5. What made the UNC6692 campaign stand out from typical intrusions?
While many modern intrusions use social engineering and malware, UNC6692's campaign demonstrated several unique and sophisticated aspects. First, the dual-phase social engineering—using email flood followed by a targeted Teams message—was carefully choreographed to maximize the victim's distraction and trust. Second, the attackers leveraged AutoHotKey in a novel way: by naming the binary and script identically, they exploited an undocumented feature of AutoHotKey to auto-run the malicious script without extra command-line arguments, making detection harder. Third, the use of a custom Chromium browser extension (SNOWBELT) that was sideloaded rather than installed from the Chrome Web Store allowed attackers to intercept browser sessions, steal cookies, and potentially bypass multi-factor authentication. Finally, the attackers showed deft pivoting inside the victim’s environment, indicating a deep understanding of network traversal. This combination of tactics—social engineering, custom tools, and browser-level exploitation—represents an evolution in threat actor tradecraft.
6. What key takeaways should defenders learn from Snow Flurries?
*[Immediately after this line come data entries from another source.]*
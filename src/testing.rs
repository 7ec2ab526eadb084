//! In-memory test doubles shared by unit tests

use std::collections::VecDeque;
use std::sync::atomic::{AtomicBool, AtomicUsize, Ordering};
use std::sync::Arc;
use std::time::Duration;

use async_trait::async_trait;
use bytes::Bytes;
use parking_lot::Mutex;
use tokio::time::Instant;
use webrtc::rtp::packet::Packet;

use crate::error::{DeliveryError, SourceError};
use crate::media::{Container, ContainerOpener, ContainerPacket, Frame};
use crate::relay::{FeedbackSink, RtpSource};
use crate::session::{MediaTrack, Session, SessionId, SessionState, TrackError};

/// One write observed by a [`RecordingTrack`]
#[derive(Debug, Clone)]
pub struct RecordedWrite {
    pub at: Instant,
    pub data: Bytes,
    /// SSRC of the packet for raw RTP writes
    pub ssrc: Option<u32>,
}

/// Track that records every write
pub struct RecordingTrack {
    ssrc: u32,
    chunk: Option<usize>,
    delay: Option<Duration>,
    fail: AtomicBool,
    writes: Mutex<Vec<RecordedWrite>>,
    bytes: Mutex<Vec<u8>>,
}

impl RecordingTrack {
    fn build(ssrc: u32, chunk: Option<usize>, delay: Option<Duration>) -> Arc<Self> {
        Arc::new(Self {
            ssrc,
            chunk,
            delay,
            fail: AtomicBool::new(false),
            writes: Mutex::new(Vec::new()),
            bytes: Mutex::new(Vec::new()),
        })
    }

    pub fn new(ssrc: u32) -> Arc<Self> {
        Self::build(ssrc, None, None)
    }

    /// Copies payloads `chunk` bytes at a time, yielding in between
    pub fn chunked(ssrc: u32, chunk: usize) -> Arc<Self> {
        Self::build(ssrc, Some(chunk), None)
    }

    /// Sleeps for `delay` before completing each write
    pub fn with_delay(ssrc: u32, delay: Duration) -> Arc<Self> {
        Self::build(ssrc, None, Some(delay))
    }

    /// Track whose writes always fail
    pub fn failing(ssrc: u32) -> Arc<Self> {
        let track = Self::new(ssrc);
        track.fail.store(true, Ordering::SeqCst);
        track
    }

    pub fn write_count(&self) -> usize {
        self.writes.lock().len()
    }

    pub fn writes(&self) -> Vec<RecordedWrite> {
        self.writes.lock().clone()
    }

    pub fn bytes(&self) -> Vec<u8> {
        self.bytes.lock().clone()
    }

    async fn record(&self, data: Bytes, ssrc: Option<u32>) -> Result<(), TrackError> {
        if self.fail.load(Ordering::SeqCst) {
            return Err(TrackError::Write("injected failure".into()));
        }

        if let Some(delay) = self.delay {
            tokio::time::sleep(delay).await;
        }

        match self.chunk {
            Some(size) => {
                for piece in data.chunks(size) {
                    self.bytes.lock().extend_from_slice(piece);
                    tokio::task::yield_now().await;
                }
            }
            None => self.bytes.lock().extend_from_slice(&data),
        }

        self.writes.lock().push(RecordedWrite {
            at: Instant::now(),
            data,
            ssrc,
        });
        Ok(())
    }
}

#[async_trait]
impl MediaTrack for RecordingTrack {
    fn ssrc(&self) -> u32 {
        self.ssrc
    }

    async fn write_frame(&self, frame: &Frame) -> Result<(), TrackError> {
        self.record(frame.data.clone(), None).await
    }

    async fn write_rtp(&self, packet: &Packet) -> Result<(), TrackError> {
        self.record(packet.payload.clone(), Some(packet.header.ssrc))
            .await
    }
}

/// Session with recording tracks, already connected
pub fn connected_session(id: u64) -> (Arc<Session>, Arc<RecordingTrack>, Arc<RecordingTrack>) {
    let video = RecordingTrack::new(1000 + id as u32);
    let audio = RecordingTrack::new(2000 + id as u32);
    let session = Arc::new(Session::new(SessionId(id), video.clone(), audio.clone()));
    session.transition(SessionState::Connected);
    (session, video, audio)
}

/// Container that replays a fixed packet list
pub struct ScriptedContainer {
    video: Option<usize>,
    audio: Option<usize>,
    packets: VecDeque<Result<ContainerPacket, SourceError>>,
}

#[async_trait]
impl Container for ScriptedContainer {
    fn video_stream(&self) -> Option<usize> {
        self.video
    }

    fn audio_stream(&self) -> Option<usize> {
        self.audio
    }

    async fn next_packet(&mut self) -> Result<Option<ContainerPacket>, SourceError> {
        self.packets.pop_front().transpose()
    }
}

/// Opener producing [`ScriptedContainer`]s; counts how often it was opened
pub struct ScriptedOpener {
    pub video: Option<usize>,
    pub audio: Option<usize>,
    script: Vec<ScriptItem>,
    pub opens: AtomicUsize,
}

#[derive(Clone)]
enum ScriptItem {
    Packet(ContainerPacket),
    Error,
}

impl ScriptedOpener {
    pub fn new(video: Option<usize>, audio: Option<usize>) -> Self {
        Self {
            video,
            audio,
            script: Vec::new(),
            opens: AtomicUsize::new(0),
        }
    }

    pub fn packet(mut self, stream_index: usize, payload: &[u8], duration_ms: u64) -> Self {
        self.script.push(ScriptItem::Packet(ContainerPacket::new(
            stream_index,
            Bytes::copy_from_slice(payload),
            Duration::from_millis(duration_ms),
        )));
        self
    }

    /// Injects a read error at this position
    pub fn error(mut self) -> Self {
        self.script.push(ScriptItem::Error);
        self
    }

    pub fn open_count(&self) -> usize {
        self.opens.load(Ordering::SeqCst)
    }
}

#[async_trait]
impl ContainerOpener for ScriptedOpener {
    async fn open(&self) -> Result<Box<dyn Container>, SourceError> {
        self.opens.fetch_add(1, Ordering::SeqCst);
        let packets = self
            .script
            .iter()
            .map(|item| match item {
                ScriptItem::Packet(packet) => Ok(packet.clone()),
                ScriptItem::Error => Err(SourceError::Malformed("injected".into())),
            })
            .collect();

        Ok(Box::new(ScriptedContainer {
            video: self.video,
            audio: self.audio,
            packets,
        }))
    }
}

/// Inbound RTP source fed from a list; errors once exhausted
pub struct ScriptedRtpSource {
    ssrc: u32,
    packets: Mutex<VecDeque<Packet>>,
}

impl ScriptedRtpSource {
    pub fn new(ssrc: u32, count: u16) -> Self {
        let packets = (0..count)
            .map(|seq| {
                let mut packet = Packet::default();
                packet.header.version = 2;
                packet.header.payload_type = 96;
                packet.header.sequence_number = seq;
                packet.header.timestamp = seq as u32 * 3000;
                packet.header.ssrc = ssrc;
                packet.payload = Bytes::from(vec![seq as u8; 8]);
                packet
            })
            .collect();

        Self {
            ssrc,
            packets: Mutex::new(packets),
        }
    }
}

#[async_trait]
impl RtpSource for ScriptedRtpSource {
    fn ssrc(&self) -> u32 {
        self.ssrc
    }

    async fn read_rtp(&self) -> Result<Packet, SourceError> {
        self.packets
            .lock()
            .pop_front()
            .ok_or_else(|| SourceError::Read("end of script".into()))
    }
}

/// Feedback sink that records picture loss requests
///
/// Each request stores the media SSRC and how many writes the observed track
/// had seen at that moment, so tests can check ordering.
pub struct RecordingFeedback {
    observed: Arc<RecordingTrack>,
    requests: Mutex<Vec<(u32, usize)>>,
}

impl RecordingFeedback {
    pub fn observing(track: Arc<RecordingTrack>) -> Self {
        Self {
            observed: track,
            requests: Mutex::new(Vec::new()),
        }
    }

    pub fn requests(&self) -> Vec<(u32, usize)> {
        self.requests.lock().clone()
    }
}

#[async_trait]
impl FeedbackSink for RecordingFeedback {
    async fn picture_loss(&self, media_ssrc: u32) -> Result<(), DeliveryError> {
        let writes = self.observed.write_count();
        self.requests.lock().push((media_ssrc, writes));
        Ok(())
    }
}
Defenders can extract several critical lessons from the UNC6692 campaign. First, verify external communications: any unsolicited IT helpdesk contact via Teams or other channels, especially after an email surge, should be treated with suspicion. Second, restrict the use of AutoHotKey in corporate environments, or monitor for unusual execution patterns, such as binaries running without command-line arguments. Third, enforce browser extension policies: only allow extensions from trusted sources like the Chrome Web Store, and block sideloaded or developer-mode extensions. Fourth, implement user awareness training that specifically covers the scenario of fake IT support reaching out via chat. Fifth, monitor for unusual scheduled tasks or startup folder entries that launch browsers in headless mode with custom load-extension flags. Lastly, use endpoint detection and response (EDR) tools to detect the combination of AutoHotKey downloads from cloud storage and subsequent browser extension installation. Proactive hunting for these indicators can significantly reduce the risk of similar intrusions.